For this reason, talking, listening to other people’s stories, or talking about ourselves, is enjoyable and helps us to broaden our knowledge with new experiences.

We should keep in mind that bonding spaces are a wonderful opportunity to broaden our way of seeing and perceiving life, with the relevance that these spaces give us, they are never a waste of time, on the contrary, having bonding spaces gives us the possibility to develop virtues, such as empathy, perspective taking, also to give affection and quality time to our loved ones and thus, to be able to have an extra quota of pleasure and happiness.

We can realise then that both communication and bonding are two actions that we should have well developed on a daily basis, so that our brain feels wellbeing and pleasure, contributing to improve our mood, feeling commitment and integration with people.

Being grateful also brings pleasure to our brain, as it helps us to appreciate a gesture or an action by someone, and leads us to feel a better state of mind. Several studies show that there is a broad relationship between gratitude and health. Researchers at the University of California, San Diego, USA, followed a group of 186 men and women with asymptomatic heart failure.

The professionals found that those individuals who were more grateful and could see the positive aspects of life had, despite their illness.

The University of California research found that in all cases a high score on gratitude levels was associated with better emotional state and sleep quality, as well as lower levels of inflammation. Feeling good helps, but being grateful makes a noticeable difference.

So we say that gratitude is an important aspect of our life, and part of human socialisation; it brings benefits to mental health, physical health and interpersonal relationships. That is why it should be cultivated every day.

This research is worth going into detail, but in this article I have only mentioned it, to name its importance. Being grateful to our brains makes a noticeable difference to our sense of well-being and pleasure.

After analysing all of the above, we can deduce that we should be conscious of integrating and integrating ourselves and the people in the different areas or social groups to which we belong, so as not to isolate or isolate ourselves, since our brain needs to be sustained by affective social links, so that it can interpret “feelings of security” and without “danger of extinction”, sustaining the survival inherited from our ancestors.

From this we can link the effects of loneliness on health with scientific evidence, and we can also associate bonding with mortality, whatever the age range.

Transcendent or supportive behaviours are of a great pleasurable contribution to our brain, and will give meaning to our lives, whether giving or receiving, happy hormones will be produced in both parts, bringing wellbeing to our body. This well-being is built on a daily basis, by expressing loving words to ourselves and others, with hugs and smiles, by having good bonds and good conversations. These bonds impact on our physical and emotional health, with pleasurable emotions that are evidence of better decision making.

We will have to learn how to communicate, as well as how to listen. Our brain is so social that it loves to talk, give opinions and, above all, it loves to talk about oneself, and this brings it a lot of pleasure. Our brain takes pleasure in showing what happens to us, what we live in every moment, and this is corroborated by the rise of social networks, where we instantly post every experience we have had.
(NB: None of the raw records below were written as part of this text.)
//! Outcome price fetching with stale-id recovery
//!
//! The data endpoint is addressed by build identifier:
//! `GET <base>/_next/data/<buildId>/en/markets/crypto.json?slug=crypto`.
//! A 404 means the identifier went stale (site redeploy), which is
//! recovered by re-resolving and retrying the fetch exactly once. A 404 on
//! the retried request is terminal for that cycle; there is no recursion.

use reqwest::{Client, StatusCode};
use tracing::{debug, warn};

use crate::error::FeedError;
use crate::resolver::BuildIdResolver;
use crate::types::{MarketOutcome, MarketsPayload, PriceSnapshot};
use crate::{SITE_BASE, TRACKED_TICKER};

/// Fetches the current snapshot of outcome prices for the tracked ticker
///
/// Owns the resolver, which gives the single-writer discipline over the
/// build identifier: only `fetch` (via `&mut self`) ever triggers a
/// refresh.
pub struct PriceFetcher {
    client: Client,
    resolver: BuildIdResolver,
    base_url: String,
}

impl PriceFetcher {
    /// Create a fetcher against the production site
    pub fn new() -> Result<Self, FeedError> {
        Self::with_base_url(SITE_BASE)
    }

    /// Create a fetcher against a custom base URL
    pub fn with_base_url(base_url: &str) -> Result<Self, FeedError> {
        let client = Client::builder()
            .timeout(std::time::Duration::from_secs(30))
            .build()
            .map_err(FeedError::Network)?;

        let base_url = base_url.trim_end_matches('/').to_string();
        let resolver = BuildIdResolver::new(client.clone(), &base_url);
        Ok(Self { client, resolver, base_url })
    }

    /// Resolve the initial build identifier. Intended as a startup
    /// precondition so a dead site fails fast instead of on the first poll.
    pub async fn resolve_build_id(&mut self) -> Result<String, FeedError> {
        self.resolver.refresh().await
    }

    /// Fetch, decode, and sort the current outcome prices
    ///
    /// Recovers from a stale build identifier (404) with one
    /// resolve-and-retry cycle; a 404 on the retried request surfaces as
    /// `UnexpectedStatus`. Any other failure ends the cycle immediately.
    pub async fn fetch(&mut self) -> Result<PriceSnapshot, FeedError> {
        let mut refreshed = false;

        loop {
            let build_id = match self.resolver.current() {
                Some(id) => id.to_string(),
                None => {
                    refreshed = true;
                    self.resolver.refresh().await?
                }
            };

            let url = format!(
                "{}/_next/data/{}/en/markets/crypto.json?slug=crypto",
                self.base_url, build_id
            );
            debug!("GET {}", url);

            let response = self.client.get(&url).send().await.map_err(FeedError::Network)?;

            match response.status() {
                StatusCode::OK => {
                    let body = response.text().await.map_err(FeedError::Network)?;
                    return parse_snapshot(&body);
                }
                StatusCode::NOT_FOUND if !refreshed => {
                    warn!("build id {} is stale, re-resolving", build_id);
                    refreshed = true;
                    self.resolver.refresh().await?;
                }
                status => return Err(FeedError::UnexpectedStatus(status)),
            }
        }
    }
}

/// Decode a next-data body into a sorted snapshot for the tracked ticker
fn parse_snapshot(body: &str) -> Result<PriceSnapshot, FeedError> {
    let payload: MarketsPayload = serde_json::from_str(body)
        .map_err(|e| FeedError::parse(format!("failed to decode response: {}", e)))?;

    let queries = payload.page_props.dehydrated_state.queries;
    let first = queries.into_iter().next().ok_or(FeedError::NoData)?;

    let mut outcomes = Vec::new();
    for entry in &first.state.data {
        if entry.ticker.as_deref() != Some(TRACKED_TICKER) {
            continue;
        }
        for market in &entry.markets {
            let raw = market
                .outcome_prices
                .first()
                .ok_or_else(|| FeedError::parse("market has no outcome prices"))?;
            let probability: f64 = raw
                .parse()
                .map_err(|_| FeedError::parse(format!("invalid price string: {:?}", raw)))?;

            outcomes.push(MarketOutcome {
                name: market.group_item_title.trim().to_string(),
                probability,
            });
        }
    }

    if outcomes.is_empty() {
        return Err(FeedError::NoData);
    }

    Ok(PriceSnapshot::new(outcomes))
}
//! Polymarket price feed for next-data endpoints
//!
//! Polymarket server-renders its market pages with Next.js, which embeds a
//! build identifier in the HTML and serves the page data as JSON from a
//! `/_next/data/<buildId>/...` endpoint. The identifier rotates on every
//! site redeploy and a stale one answers HTTP 404.
//!
//! # Components
//! - `BuildIdResolver`: discovers the current build identifier from the
//!   market-listing page HTML
//! - `PriceFetcher`: fetches outcome prices for the tracked market and
//!   recovers from a stale identifier with a single resolve-and-retry cycle

pub mod error;
pub mod fetcher;
pub mod resolver;
pub mod types;

pub use error::FeedError;
pub use fetcher::PriceFetcher;
pub use resolver::BuildIdResolver;
pub use types::{MarketOutcome, PriceSnapshot};

/// Polymarket site base URL; both the listing page and the next-data
/// endpoint hang off it
pub const SITE_BASE: &str = "https://polymarket.com";

/// Listing page whose HTML carries the `"buildId":"..."` marker
pub const MARKETS_PAGE_PATH: &str = "/markets/crypto";

/// Ticker of the one market this tool watches
pub const TRACKED_TICKER: &str = "who-will-hbo-doc-identify-as-satoshi";
//! Build identifier discovery
//!
//! The markets listing page is server-rendered HTML with the Next.js build
//! identifier embedded as `"buildId":"<value>"`. The resolver fetches the
//! page, isolates the value, and holds it for the fetcher. Validity cannot
//! be known in advance; staleness only shows up as a 404 on the data
//! endpoint, at which point the fetcher asks for a refresh.
//!
//! The resolver never retries on its own; callers decide when to invoke it.

use reqwest::{Client, StatusCode};
use tracing::{debug, info};

use crate::error::FeedError;
use crate::MARKETS_PAGE_PATH;

/// Literal marker preceding the build identifier in the page HTML
const BUILD_ID_MARKER: &str = "\"buildId\":\"";

/// Stateful holder of the current build identifier
///
/// Single-writer discipline: one owner calls `refresh`, so readers always
/// observe either the prior or the newly resolved value.
pub struct BuildIdResolver {
    client: Client,
    page_url: String,
    current: Option<String>,
}

impl BuildIdResolver {
    /// Create a resolver targeting `<base_url>/markets/crypto`
    pub fn new(client: Client, base_url: &str) -> Self {
        Self {
            client,
            page_url: format!("{}{}", base_url.trim_end_matches('/'), MARKETS_PAGE_PATH),
            current: None,
        }
    }

    /// The identifier from the most recent successful refresh, if any
    pub fn current(&self) -> Option<&str> {
        self.current.as_deref()
    }

    /// Fetch the listing page and extract a fresh build identifier
    ///
    /// On success the held identifier is replaced wholesale; on any failure
    /// it is left untouched.
    pub async fn refresh(&mut self) -> Result<String, FeedError> {
        debug!("GET {}", self.page_url);

        let response = self
            .client
            .get(&self.page_url)
            .send()
            .await
            .map_err(FeedError::Network)?;

        let status = response.status();
        if status != StatusCode::OK {
            return Err(FeedError::UnexpectedStatus(status));
        }

        let body = response.text().await.map_err(FeedError::Network)?;

        let build_id = extract_build_id(&body)
            .ok_or_else(|| FeedError::parse("build id marker not found in page body"))?;

        info!("resolved build id: {}", build_id);
        self.current = Some(build_id.to_string());
        Ok(build_id.to_string())
    }
}

/// Isolate the token between the marker and the next quote character.
/// Returns None when the marker is absent or the token is empty.
fn extract_build_id(body: &str) -> Option<&str> {
    let after = &body[body.find(BUILD_ID_MARKER)? + BUILD_ID_MARKER.len()..];
    let token = &after[..after.find('"')?];
    if token.is_empty() {
        None
    } else {
        Some(token)
    }
}

#[cfg(test)]
mod tests {
    use super::*;
    use wiremock::matchers::{method, path};
    use wiremock::{Mock, MockServer, ResponseTemplate};

    fn test_client() -> Client {
        Client::new()
    }

    #[test]
    fn test_extract_build_id() {
        let body = r#"<script>{"props":{},"buildId":"abc123XYZ","page":"/markets/[slug]"}</script>"#;
        assert_eq!(extract_build_id(body), Some("abc123XYZ"));
    }

    #[test]
    fn test_extract_build_id_missing_marker() {
        assert_eq!(extract_build_id("<html>no marker here</html>"), None);
    }

    #[test]
    fn test_extract_build_id_empty_token() {
        assert_eq!(extract_build_id(r#""buildId":"""#), None);
    }

    #[tokio::test]
    async fn test_refresh_updates_current() {
        let server = MockServer::start().await;
        Mock::given(method("GET"))
            .and(path("/markets/crypto"))
            .respond_with(
                ResponseTemplate::new(200)
                    .set_body_string(r#"<html>"buildId":"deploy-42"</html>"#),
            )
            .mount(&server)
            .await;

        let mut resolver = BuildIdResolver::new(test_client(), &server.uri());
        assert_eq!(resolver.current(), None);

        let id = resolver.refresh().await.unwrap();
        assert_eq!(id, "deploy-42");
        assert_eq!(resolver.current(), Some("deploy-42"));
    }

    #[tokio::test]
    async fn test_refresh_parse_failure_keeps_previous_id() {
        let server = MockServer::start().await;
        Mock::given(method("GET"))
            .and(path("/markets/crypto"))
            .respond_with(
                ResponseTemplate::new(200)
                    .set_body_string(r#"<html>"buildId":"deploy-42"</html>"#),
            )
            .up_to_n_times(1)
            .mount(&server)
            .await;
        Mock::given(method("GET"))
            .and(path("/markets/crypto"))
            .respond_with(ResponseTemplate::new(200).set_body_string("<html>redeploying</html>"))
            .mount(&server)
            .await;

        let mut resolver = BuildIdResolver::new(test_client(), &server.uri());
        resolver.refresh().await.unwrap();

        let err = resolver.refresh().await.unwrap_err();
        assert!(matches!(err, FeedError::Parse(_)));
        assert_eq!(resolver.current(), Some("deploy-42"));
    }

    #[tokio::test]
    async fn test_refresh_non_200_status() {
        let server = MockServer::start().await;
        Mock::given(method("GET"))
            .and(path("/markets/crypto"))
            .respond_with(ResponseTemplate::new(503))
            .mount(&server)
            .await;

        let mut resolver = BuildIdResolver::new(test_client(), &server.uri());
        let err = resolver.refresh().await.unwrap_err();
        assert!(matches!(err, FeedError::UnexpectedStatus(s) if s.as_u16() == 503));
        assert_eq!(resolver.current(), None);
    }
}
Research shows that on these occasions the brain’s reward system is activated, activating oxytocin, which helps us to continue building trusting and friendly relationships, making us feel happier.


Finally, I conclude this article by stressing that:

  • “Being grateful helps us to feel a better mood and has a strong impact on our health”, as they showed that a high level of gratitude is directly proportional to a better emotional state.
  • Also, making those spaces for bonding and conversation gives us an extra quota of pleasure and happiness, contributing to feel commitment and integration with the people who belong to an organisational, sporting or family group.
  • In addition, realising that our brain is very social and depends on how we relate to each other will be fundamental to finding our overall well-being.